Spoons- still working on the chai thing- actually it is more like, I haven't figured it out yet but it'll be on the back burner. A friend talked me into teaching "culinary arts" at an art camp. That and wedding season! AGGHH! Very interesting, though, and it is giving me the experience to know that I would never want to do it for a living !


----------



## isa (Apr 4, 2000)

There is one thing I don't like in this book: The use of artificially flavoured ingredients as a mean to intensify the flavour of baked goods....


----------



## spoons (Nov 10, 2000)

Anna,
Yeah, I hear you... This Sat's cake is white w/ white buttercream. How boring is that.
Have you looked into "Amoretti" brand flavorings/compounds. They sent me 25 flavors. All my request. Haven't got around to trying all of them. They do have chai. Check them out, they are super nice there. www.amoretti.com
I onced used the oregon chai carton, and just used it as my liquid. Eh, needed some more punch. I also bought a powdered form, haven't used it yet. Of course, this was long time ago, when I was on a chai kick.
Did you get around trying the vanilla cake?
You know, I tried the hazelnut cake from Woolley a couple of weeks ago, and it shrunk(the sides alot).Any comments on that?

Hows the art camp?


----------



## anna w. (Nov 27, 2001)

Spoons- Didn't realize Amoretti had a chai- I'll have to check it out, thanks! No, haven't tried the vanilla (so many things to do!). I'll let you know when I do!

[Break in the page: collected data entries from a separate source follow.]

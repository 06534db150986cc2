//! json-canon - deterministic, byte-stable JSON serialization.
//!
//! Logically equal values always render to the same bytes, whatever order
//! their object keys were inserted in, so the output can be hashed.
//! Strings and numbers are rendered as `JSON.stringify` renders them. Object
//! keys are sorted in byte order unless a sorter is supplied. A replacer may
//! drop or rewrite properties based on their key path.
//!
//! # Example
//!
//! ```
//! use json_canon::{canonicalize_to_string, digest, CanonicalOptions, Value};
//! use serde_json::json;
//!
//! let a = Value::from(json!({"b": [1, 2.5], "a": null}));
//! let b = Value::from(json!({"a": null, "b": [1, 2.5]}));
//! let options = CanonicalOptions::default();
//!
//! assert_eq!(canonicalize_to_string(&a, &options).unwrap(), r#"{"a":null,"b":[1,2.5]}"#);
//! assert_eq!(
//!     digest(&a, "sha256", &options).unwrap(),
//!     digest(&b, "sha256", &options).unwrap(),
//! );
//! ```

pub mod canonicalize;
pub mod date;
pub mod digest;
pub mod error;
pub mod indent;
pub mod options;
pub mod value;

pub use canonicalize::{
    canonicalize, canonicalize_into, canonicalize_json, canonicalize_to_string, Sink,
};
pub use date::to_iso_string;
pub use digest::{digest, digest_with, Algorithm, DigestBytes};
pub use error::{Error, Result};
pub use indent::Indent;
pub use options::{
    default_sorter, CanonicalOptions, Property, Replacement, Replacer, Scope, Sorter,
};
pub use value::{Object, Value};
//! Error type shared by the canonicalizer and the digest adapter.

use thiserror::Error;

/// Everything that can go wrong in this crate. All variants are caller
/// errors: there is nothing to retry.
#[derive(Debug, Error, Clone, PartialEq, Eq)]
pub enum Error {
    /// A node has no canonical rendering. Today this means a non-finite
    /// number (`NaN`, `Infinity`, `-Infinity`).
    #[error("unsupported value type {kind} at key path '{key_path}'")]
    UnsupportedValueType {
        kind: &'static str,
        key_path: String,
    },
    /// The requested hash primitive is not known.
    #[error("unsupported digest algorithm: {0}")]
    UnsupportedAlgorithm(String),
    /// A textual indent setting could not be parsed.
    #[error("invalid indent: {0}")]
    InvalidIndent(String),
}

pub type Result<T, E = Error> = std::result::Result<T, E>;
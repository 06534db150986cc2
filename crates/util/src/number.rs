//! ECMAScript number rendering.
//!
//! Renders `f64` the way `Number.prototype.toString()` does (ECMA-262,
//! `Number::toString` with radix 10). The digits come from Rust's shortest
//! round-trip formatter, so only the layout rules live here:
//!
//! - integers below 1e21 print without exponent or fraction (`1`, `100`)
//! - magnitudes in `[1e-7, 1e21)` print in plain decimal (`0.000001`, `1.1`)
//! - everything else uses exponent form with an explicit sign (`1e+21`, `1e-7`)
//! - negative zero prints as `0`

use std::fmt::Write;

/// Render a finite number. Returns `None` for `NaN` and the infinities, which
/// have no JSON representation.
///
/// # Examples
///
/// ```
/// use json_canon_util::number::number_to_string;
///
/// assert_eq!(number_to_string(1.0).as_deref(), Some("1"));
/// assert_eq!(number_to_string(1.1).as_deref(), Some("1.1"));
/// assert_eq!(number_to_string(1e21).as_deref(), Some("1e+21"));
/// assert_eq!(number_to_string(f64::NAN), None);
/// ```
pub fn number_to_string(n: f64) -> Option<String> {
    let mut out = String::new();
    write_number(&mut out, n)?;
    Some(out)
}

/// Append the rendering of `n` to `out`. Returns `None` (and writes nothing)
/// when `n` is not finite.
pub fn write_number(out: &mut String, n: f64) -> Option<()> {
    if !n.is_finite() {
        return None;
    }
    if n == 0.0 {
        out.push('0');
        return Some(());
    }
    if n < 0.0 {
        out.push('-');
    }

    // `{:e}` yields the shortest digits that round-trip, e.g. "1.2345e-7".
    let sci = format!("{:e}", n.abs());
    let (mantissa, exp) = sci.split_once('e')?;
    let exp: i32 = exp.parse().ok()?;
    let digits: String = mantissa.chars().filter(|c| *c != '.').collect();

    let k = digits.len() as i32;
    // Position of the decimal point relative to the first digit.
    let point = exp + 1;

    if k <= point && point <= 21 {
        out.push_str(&digits);
        out.extend(std::iter::repeat('0').take((point - k) as usize));
    } else if 0 < point && point <= 21 {
        let (int, frac) = digits.split_at(point as usize);
        out.push_str(int);
        out.push('.');
        out.push_str(frac);
    } else if -6 < point && point <= 0 {
        out.push_str("0.");
        out.extend(std::iter::repeat('0').take((-point) as usize));
        out.push_str(&digits);
    } else {
        let (first, rest) = digits.split_at(1);
        out.push_str(first);
        if !rest.is_empty() {
            out.push('.');
            out.push_str(rest);
        }
        let e = point - 1;
        let sign = if e < 0 { '-' } else { '+' };
        write!(out, "e{sign}{}", e.unsigned_abs()).ok()?;
    }
    Some(())
}
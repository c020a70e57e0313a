// Copyright (c) 2025-2026 Adrian Robinson. Licensed under the AGPL-3.0.
// See LICENSE file in the project root for full license text.

//! Storage backends and the stores they are built from.
//!
//! - [`direct`] and [`buffered`] implement [`traits::StorageBackend`].
//! - [`sql`] and [`memory`] provide durable stores.
//! - [`redis`] and [`memory`] provide buffer queues and secondary indexes.

pub mod traits;
pub mod keys;
pub mod memory;
pub mod sql;
pub mod redis;
pub mod direct;
pub mod buffered;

The Wooley cakes have a tendency to shrink more than a "regular" cake but not enough to bother me. I did notice that plastic wrap becomes shrink wrap under those conditions and not to pull the plastic wrap tight. Loose helps.

Arts camp is an experience. I have decided that 8th grade girls have lost thier minds. I have also decided that as far as teaching goes, this is not the age group I am meant to teach (6th, 7th, 8th grade). I prefer younger or older kids. I am mainly doing it so that my daughter can go to camp for free (very exclusive, expensive camp). There are some girls there who really are in love with cooking so that part is fun.


----------